Gareth Bale Picture by DSanchez17 www.flickr.com

Gareth Bale
Picture by DSanchez17
http://www.flickr.com

I’m a great admirer of Jamie Carragher. He was an excellent footballer, an inspirational Liverpool captain, and by all accounts he’s turning out to be a very fine pundit. I haven’t seen much of his punditry but I did read an article he wrote recently under the headline: ‘Gareth Bale should come home to the Premier League’ (http://www.dailymail.co.uk/sport/football/article-3083586/JAMIE-CARRAGHER-Gareth-Bale-come-home-Premier-League-s-fight-t-win-Real-Madrid.html). Carragher is wrong and he’s mistaken in just about every line of argument he makes.

Here I consider each of the arguments that Carragher makes (I counted 15 in all) as to why Bale should bail out of Madrid and return to the welcoming arms of one of the Premier League’s premier teams.

  1. Bale would be assured legendary status elsewhere.

Possibly, but hardly a foregone conclusion.

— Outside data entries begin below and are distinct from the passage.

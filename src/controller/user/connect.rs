use super::{UserClient, UserConnector};
use crate::constants::{API_TOKEN_KEY, PROVIDER_CONFIG_LABEL};
use crate::controller::managed::Connector;
use crate::crd::{
    ProviderConfigUsage, ProviderConfigUsageSpec, SecretReference, StorageUser, TypedReference,
};
use anyhow::{bail, Context, Result};
use async_trait::async_trait;
use k8s_openapi::api::core::v1::Secret;
use kube::{Resource, ResourceExt};
use tracing::debug;

#[async_trait]
impl Connector<StorageUser> for UserConnector {
    type Client = UserClient;

    async fn connect(&self, record: &StorageUser) -> Result<UserClient> {
        let config_name = &record.spec.provider_config_ref.name;

        // Keeps the ProviderConfig alive while this user may still need its token.
        self.configs
            .apply_usage(&usage_for(record))
            .await
            .context("cannot track ProviderConfig usage")?;

        let config = self
            .configs
            .get_config(config_name)
            .await
            .context("cannot get ProviderConfig")?;

        let token_ref = &config.spec.credentials.api_token_secret_ref;
        let secret = self
            .secrets
            .get(&token_ref.namespace, &token_ref.name)
            .await
            .context("cannot get secret with API token")?;
        let token = read_api_token(&secret, token_ref)?;
        debug!(provider_config = %config_name, "read API token");

        Ok(UserClient {
            api: self.accounts.connect(&token)?,
            secrets: self.secrets.clone(),
            records: self.records.clone(),
            events: self.events.clone(),
        })
    }
}

/// Usage record tying `record` to its `ProviderConfig`
pub(crate) fn usage_for(record: &StorageUser) -> ProviderConfigUsage {
    let config_name = record.spec.provider_config_ref.name.clone();
    let uid = record.uid();
    let mut usage = ProviderConfigUsage::new(
        &uid.clone().unwrap_or_else(|| record.name_any()),
        ProviderConfigUsageSpec {
            provider_config_ref: record.spec.provider_config_ref.clone(),
            resource_ref: TypedReference {
                api_version: StorageUser::api_version(&()).to_string(),
                kind: StorageUser::kind(&()).to_string(),
                name: record.name_any(),
                uid,
            },
        },
    );
    usage
        .labels_mut()
        .insert(PROVIDER_CONFIG_LABEL.to_string(), config_name);
    if let Some(owner) = record.controller_owner_ref(&()) {
        usage.metadata.owner_references = Some(vec![owner]);
    }
    usage
}

fn read_api_token(secret: &Secret, secret_ref: &SecretReference) -> Result<String> {
    let token = secret
        .data
        .as_ref()
        .and_then(|data| data.get(API_TOKEN_KEY))
        .map(|value| String::from_utf8_lossy(&value.0).into_owned())
        .filter(|value| !value.is_empty());
    match token {
        Some(token) => Ok(token),
        None => bail!("{API_TOKEN_KEY} doesn't exist in secret {secret_ref}"),
    }
}

#[cfg(test)]
mod tests {
    use super::*;
    use crate::crd::StorageUserSpec;
    use k8s_openapi::ByteString;
    use std::collections::BTreeMap;

    #[test]
    fn test_usage_is_named_after_uid_and_labelled() {
        let mut user = StorageUser::new("alice", StorageUserSpec::default());
        user.metadata.uid = Some("uid-1".to_string());

        let usage = usage_for(&user);
        assert_eq!(usage.name_any(), "uid-1");
        assert_eq!(usage.labels()[PROVIDER_CONFIG_LABEL], "default");
        assert_eq!(usage.spec.resource_ref.kind, "StorageUser");
        assert_eq!(usage.spec.resource_ref.name, "alice");
        assert_eq!(usage.owner_references()[0].name, "alice");
    }

    #[test]
    fn test_missing_api_token_is_reported() {
        let secret_ref = SecretReference::new("system", "api-token");
        let err = read_api_token(&Secret::default(), &secret_ref).unwrap_err();
        assert_eq!(
            err.to_string(),
            "CLOUDSCALE_API_TOKEN doesn't exist in secret system/api-token"
        );

        let secret = Secret {
            data: Some(BTreeMap::from([(
                API_TOKEN_KEY.to_string(),
                ByteString(b"t0ken".to_vec()),
            )])),
            ..Secret::default()
        };
        assert_eq!(read_api_token(&secret, &secret_ref).unwrap(), "t0ken");
    }
}
//! # StorageUser
//!
//! A `StorageUser` is an object-storage user on the account API. Its S3 key pair
//! can be written to a connection secret for use by `Bucket` records.

use super::status::{Condition, ProviderConfigReference, SecretReference};
use kube::CustomResource;
use schemars::JsonSchema;
use serde::{Deserialize, Serialize};
use std::collections::BTreeMap;

/// StorageUser Custom Resource Definition
#[derive(CustomResource, Debug, Clone, Default, PartialEq, Deserialize, Serialize, JsonSchema)]
#[kube(
    kind = "StorageUser",
    group = "storage.microscaler.io",
    version = "v1",
    status = "StorageUserStatus",
    shortname = "su",
    category = "objectstorage",
    printcolumn = r#"{"name":"Ready", "type":"string", "jsonPath":".status.conditions[?(@.type==\"Ready\")].status"}"#,
    printcolumn = r#"{"name":"Synced", "type":"string", "jsonPath":".status.conditions[?(@.type==\"Synced\")].status"}"#,
    printcolumn = r#"{"name":"Display Name", "type":"string", "jsonPath":".status.displayName"}"#,
    printcolumn = r#"{"name":"Age", "type":"date", "jsonPath":".metadata.creationTimestamp"}"#
)]
#[serde(rename_all = "camelCase")]
pub struct StorageUserSpec {
    /// Tags attached to the user
    #[serde(default, skip_serializing_if = "BTreeMap::is_empty")]
    pub tags: BTreeMap<String, String>,
    /// `ProviderConfig` holding the account API token
    #[serde(default)]
    pub provider_config_ref: ProviderConfigReference,
    /// Secret receiving the user's S3 key pair
    #[serde(default, skip_serializing_if = "Option::is_none")]
    pub write_connection_secret_to_ref: Option<SecretReference>,
}

/// Observed state of a `StorageUser`
#[derive(Debug, Clone, Default, PartialEq, Deserialize, Serialize, JsonSchema)]
#[serde(rename_all = "camelCase")]
pub struct StorageUserStatus {
    /// Conditions represent the latest available observations
    #[serde(default)]
    pub conditions: Vec<Condition>,
    /// ID of the user on the account API
    #[serde(default, skip_serializing_if = "Option::is_none")]
    pub user_id: Option<String>,
    /// Display name reported by the account API
    #[serde(default, skip_serializing_if = "Option::is_none")]
    pub display_name: Option<String>,
    /// Tags reported by the account API
    #[serde(default, skip_serializing_if = "BTreeMap::is_empty")]
    pub tags: BTreeMap<String, String>,
    /// Secret last written with the user's credentials
    #[serde(default, skip_serializing_if = "Option::is_none")]
    pub connection_secret_ref: Option<SecretReference>,
}

impl StorageUser {
    /// User ID recorded in status, if the user was observed
    #[must_use]
    pub fn observed_user_id(&self) -> Option<&str> {
        self.status
            .as_ref()
            .and_then(|s| s.user_id.as_deref())
            .filter(|id| !id.is_empty())
    }

    /// Secret last written by this record
    #[must_use]
    pub fn written_secret_ref(&self) -> Option<&SecretReference> {
        self.status
            .as_ref()
            .and_then(|s| s.connection_secret_ref.as_ref())
    }

    /// Status, created on first access
    pub fn status_mut(&mut self) -> &mut StorageUserStatus {
        self.status.get_or_insert_with(StorageUserStatus::default)
    }
}
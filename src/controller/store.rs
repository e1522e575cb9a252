//! # Stores
//!
//! Access to records and secrets in the cluster.
//!
//! Lifecycle code only talks to the traits in this module, so it can run against
//! in-memory stores in tests.

use crate::constants::{FIELD_MANAGER, PROVIDER_CONFIG_LABEL};
use crate::crd::{ProviderConfig, ProviderConfigUsage};
use anyhow::{Context, Result};
use async_trait::async_trait;
use k8s_openapi::api::core::v1::Secret;
use kube::api::{Api, DeleteParams, ListParams, ObjectMeta, Patch, PatchParams, PostParams};
use kube::{Client, Resource, ResourceExt};
use serde::de::DeserializeOwned;
use serde::Serialize;
use std::fmt::Debug;
use thiserror::Error;

/// Errors raised by the stores
#[derive(Debug, Error)]
pub enum StoreError {
    #[error("{kind} \"{name}\" not found in namespace {namespace:?}")]
    NotFound {
        kind: String,
        namespace: String,
        name: String,
    },

    #[error("{kind} \"{name}\" was modified concurrently, resourceVersion is outdated")]
    Conflict { kind: String, name: String },

    #[error(transparent)]
    Kube(#[from] kube::Error),
}

impl StoreError {
    fn from_kube(err: kube::Error, kind: &str, namespace: &str, name: &str) -> Self {
        match err {
            kube::Error::Api(ref resp) if resp.code == 404 => StoreError::NotFound {
                kind: kind.to_string(),
                namespace: namespace.to_string(),
                name: name.to_string(),
            },
            kube::Error::Api(ref resp) if resp.code == 409 => StoreError::Conflict {
                kind: kind.to_string(),
                name: name.to_string(),
            },
            other => StoreError::Kube(other),
        }
    }
}

/// Whether any error in the chain means "the object does not exist"
#[must_use]
pub fn is_not_found(err: &anyhow::Error) -> bool {
    err.chain().any(|cause| {
        if let Some(store_err) = cause.downcast_ref::<StoreError>() {
            return match store_err {
                StoreError::NotFound { .. } => true,
                StoreError::Kube(kube::Error::Api(resp)) => resp.code == 404,
                _ => false,
            };
        }
        if let Some(kube::Error::Api(resp)) = cause.downcast_ref::<kube::Error>() {
            return resp.code == 404;
        }
        if let Some(api_err) = cause.downcast_ref::<crate::provider::AccountApiError>() {
            return api_err.is_not_found();
        }
        false
    })
}

/// Writes the status and metadata of a record.
///
/// Both writes carry the record's `resourceVersion` and refresh it from the response,
/// so a record can be written several times in one reconciliation.
#[async_trait]
pub trait RecordStore<K>: Send + Sync {
    async fn update_status(&self, record: &mut K) -> Result<()>;

    /// Persists finalizers and annotations
    async fn update_metadata(&self, record: &mut K) -> Result<()>;
}

/// Create, read, replace and delete Secrets
#[async_trait]
pub trait SecretStore: Send + Sync {
    /// Fails with [`StoreError::NotFound`] if the secret doesn't exist
    async fn get(&self, namespace: &str, name: &str) -> Result<Secret>;
    async fn create(&self, secret: &Secret) -> Result<Secret>;
    async fn replace(&self, secret: &Secret) -> Result<Secret>;
    async fn delete(&self, namespace: &str, name: &str) -> Result<()>;
}

/// `ProviderConfig` lookups and usage tracking
#[async_trait]
pub trait ProviderConfigStore: Send + Sync {
    async fn get_config(&self, name: &str) -> Result<ProviderConfig>;

    /// Creates or updates the usage record
    async fn apply_usage(&self, usage: &ProviderConfigUsage) -> Result<()>;

    /// Usages labelled with the given config name
    async fn list_usages(&self, config_name: &str) -> Result<Vec<ProviderConfigUsage>>;
}

/// Fetch a secret, let `mutate` edit it and write it back.
///
/// A missing secret is created with the given name and namespace.
pub async fn create_or_update<F>(
    store: &dyn SecretStore,
    namespace: &str,
    name: &str,
    mutate: F,
) -> Result<Secret>
where
    F: FnOnce(&mut Secret) + Send,
{
    match store.get(namespace, name).await {
        Ok(mut secret) => {
            mutate(&mut secret);
            store.replace(&secret).await
        }
        Err(err) if is_not_found(&err) => {
            let mut secret = Secret {
                metadata: ObjectMeta {
                    name: Some(name.to_string()),
                    namespace: Some(namespace.to_string()),
                    ..ObjectMeta::default()
                },
                ..Secret::default()
            };
            mutate(&mut secret);
            store.create(&secret).await
        }
        Err(err) => Err(err),
    }
}

/// Record store backed by the Kubernetes API
pub struct KubeRecordStore<K: Resource> {
    api: Api<K>,
}

impl<K: Resource> Debug for KubeRecordStore<K> {
    fn fmt(&self, f: &mut std::fmt::Formatter<'_>) -> std::fmt::Result {
        f.debug_struct("KubeRecordStore").finish_non_exhaustive()
    }
}

impl<K: Resource<DynamicType = ()>> KubeRecordStore<K> {
    #[must_use]
    pub fn new(client: Client) -> Self {
        Self {
            api: Api::all(client),
        }
    }
}

#[async_trait]
impl<K> RecordStore<K> for KubeRecordStore<K>
where
    K: Resource<DynamicType = ()> + Clone + Debug + Serialize + DeserializeOwned + Send + Sync + 'static,
{
    async fn update_status(&self, record: &mut K) -> Result<()> {
        let name = record.name_any();
        let status = serde_json::to_value(&*record)
            .context("failed to serialize record")?
            .get("status")
            .cloned()
            .unwrap_or(serde_json::Value::Null);
        // Server-side apply drops status fields this manager no longer sets.
        let patch = serde_json::json!({
            "apiVersion": K::api_version(&()),
            "kind": K::kind(&()),
            "metadata": {
                "name": name,
                "resourceVersion": record.resource_version(),
            },
            "status": status,
        });
        let updated = self
            .api
            .patch_status(
                &name,
                &PatchParams::apply(FIELD_MANAGER).force(),
                &Patch::Apply(&patch),
            )
            .await
            .map_err(|e| StoreError::from_kube(e, &K::kind(&()), "", &name))?;
        record.meta_mut().resource_version = updated.resource_version();
        Ok(())
    }

    async fn update_metadata(&self, record: &mut K) -> Result<()> {
        let name = record.name_any();
        let patch = serde_json::json!({
            "metadata": {
                "resourceVersion": record.resource_version(),
                "finalizers": record.finalizers(),
                "annotations": record.annotations(),
            }
        });
        let updated = self
            .api
            .patch(&name, &PatchParams::default(), &Patch::Merge(&patch))
            .await
            .map_err(|e| StoreError::from_kube(e, &K::kind(&()), "", &name))?;
        record.meta_mut().resource_version = updated.resource_version();
        Ok(())
    }
}

/// Secret store backed by the Kubernetes API
#[derive(Clone)]
pub struct KubeSecretStore {
    client: Client,
}

impl Debug for KubeSecretStore {
    fn fmt(&self, f: &mut std::fmt::Formatter<'_>) -> std::fmt::Result {
        f.debug_struct("KubeSecretStore").finish_non_exhaustive()
    }
}

impl KubeSecretStore {
    #[must_use]
    pub fn new(client: Client) -> Self {
        Self { client }
    }

    fn api(&self, namespace: &str) -> Api<Secret> {
        Api::namespaced(self.client.clone(), namespace)
    }
}

#[async_trait]
impl SecretStore for KubeSecretStore {
    async fn get(&self, namespace: &str, name: &str) -> Result<Secret> {
        self.api(namespace)
            .get(name)
            .await
            .map_err(|e| StoreError::from_kube(e, "Secret", namespace, name).into())
    }

    async fn create(&self, secret: &Secret) -> Result<Secret> {
        let namespace = secret.namespace().unwrap_or_default();
        self.api(&namespace)
            .create(&PostParams::default(), secret)
            .await
            .map_err(|e| StoreError::from_kube(e, "Secret", &namespace, &secret.name_any()).into())
    }

    async fn replace(&self, secret: &Secret) -> Result<Secret> {
        let namespace = secret.namespace().unwrap_or_default();
        let name = secret.name_any();
        self.api(&namespace)
            .replace(&name, &PostParams::default(), secret)
            .await
            .map_err(|e| StoreError::from_kube(e, "Secret", &namespace, &name).into())
    }

    async fn delete(&self, namespace: &str, name: &str) -> Result<()> {
        self.api(namespace)
            .delete(name, &DeleteParams::default())
            .await
            .map(|_| ())
            .map_err(|e| StoreError::from_kube(e, "Secret", namespace, name).into())
    }
}

/// `ProviderConfig` store backed by the Kubernetes API
#[derive(Clone)]
pub struct KubeProviderConfigStore {
    configs: Api<ProviderConfig>,
    usages: Api<ProviderConfigUsage>,
}

impl Debug for KubeProviderConfigStore {
    fn fmt(&self, f: &mut std::fmt::Formatter<'_>) -> std::fmt::Result {
        f.debug_struct("KubeProviderConfigStore").finish_non_exhaustive()
    }
}

impl KubeProviderConfigStore {
    #[must_use]
    pub fn new(client: Client) -> Self {
        Self {
            configs: Api::all(client.clone()),
            usages: Api::all(client),
        }
    }
}

#[async_trait]
impl ProviderConfigStore for KubeProviderConfigStore {
    async fn get_config(&self, name: &str) -> Result<ProviderConfig> {
        self.configs
            .get(name)
            .await
            .map_err(|e| StoreError::from_kube(e, "ProviderConfig", "", name).into())
    }

    async fn apply_usage(&self, usage: &ProviderConfigUsage) -> Result<()> {
        let name = usage.name_any();
        self.usages
            .patch(
                &name,
                &PatchParams::apply(FIELD_MANAGER).force(),
                &Patch::Apply(usage),
            )
            .await
            .map_err(|e| StoreError::from_kube(e, "ProviderConfigUsage", "", &name))?;
        Ok(())
    }

    async fn list_usages(&self, config_name: &str) -> Result<Vec<ProviderConfigUsage>> {
        let params = ListParams::default().labels(&format!("{PROVIDER_CONFIG_LABEL}={config_name}"));
        let list = self
            .usages
            .list(&params)
            .await
            .map_err(|e| StoreError::from_kube(e, "ProviderConfigUsage", "", config_name))?;
        Ok(list.items)
    }
}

It’s not even obvious that he would be the most important player at the club if he signed for Manchester United, Manchester City or Chelsea. Besides, for the moment, Bale does not appear to want to be a legend elsewhere; he wants to be a legend at Real Madrid.

It is only twelve months since he scored in the Champions League final against Real’s city rivals to help his team land their coveted 10th European Cup win. It capped a magnificent first season for the Welshman in Madrid. He seemed well on the way to legendary status at the time. His star has undoubtedly dimmed in the Madrid galaxy since then but the notoriously fickle fans at the Bernabeu who have turned on Bale can swing back just as quickly to revering him.

  1. The Madrid fans love a scapegoat and Bale is now it.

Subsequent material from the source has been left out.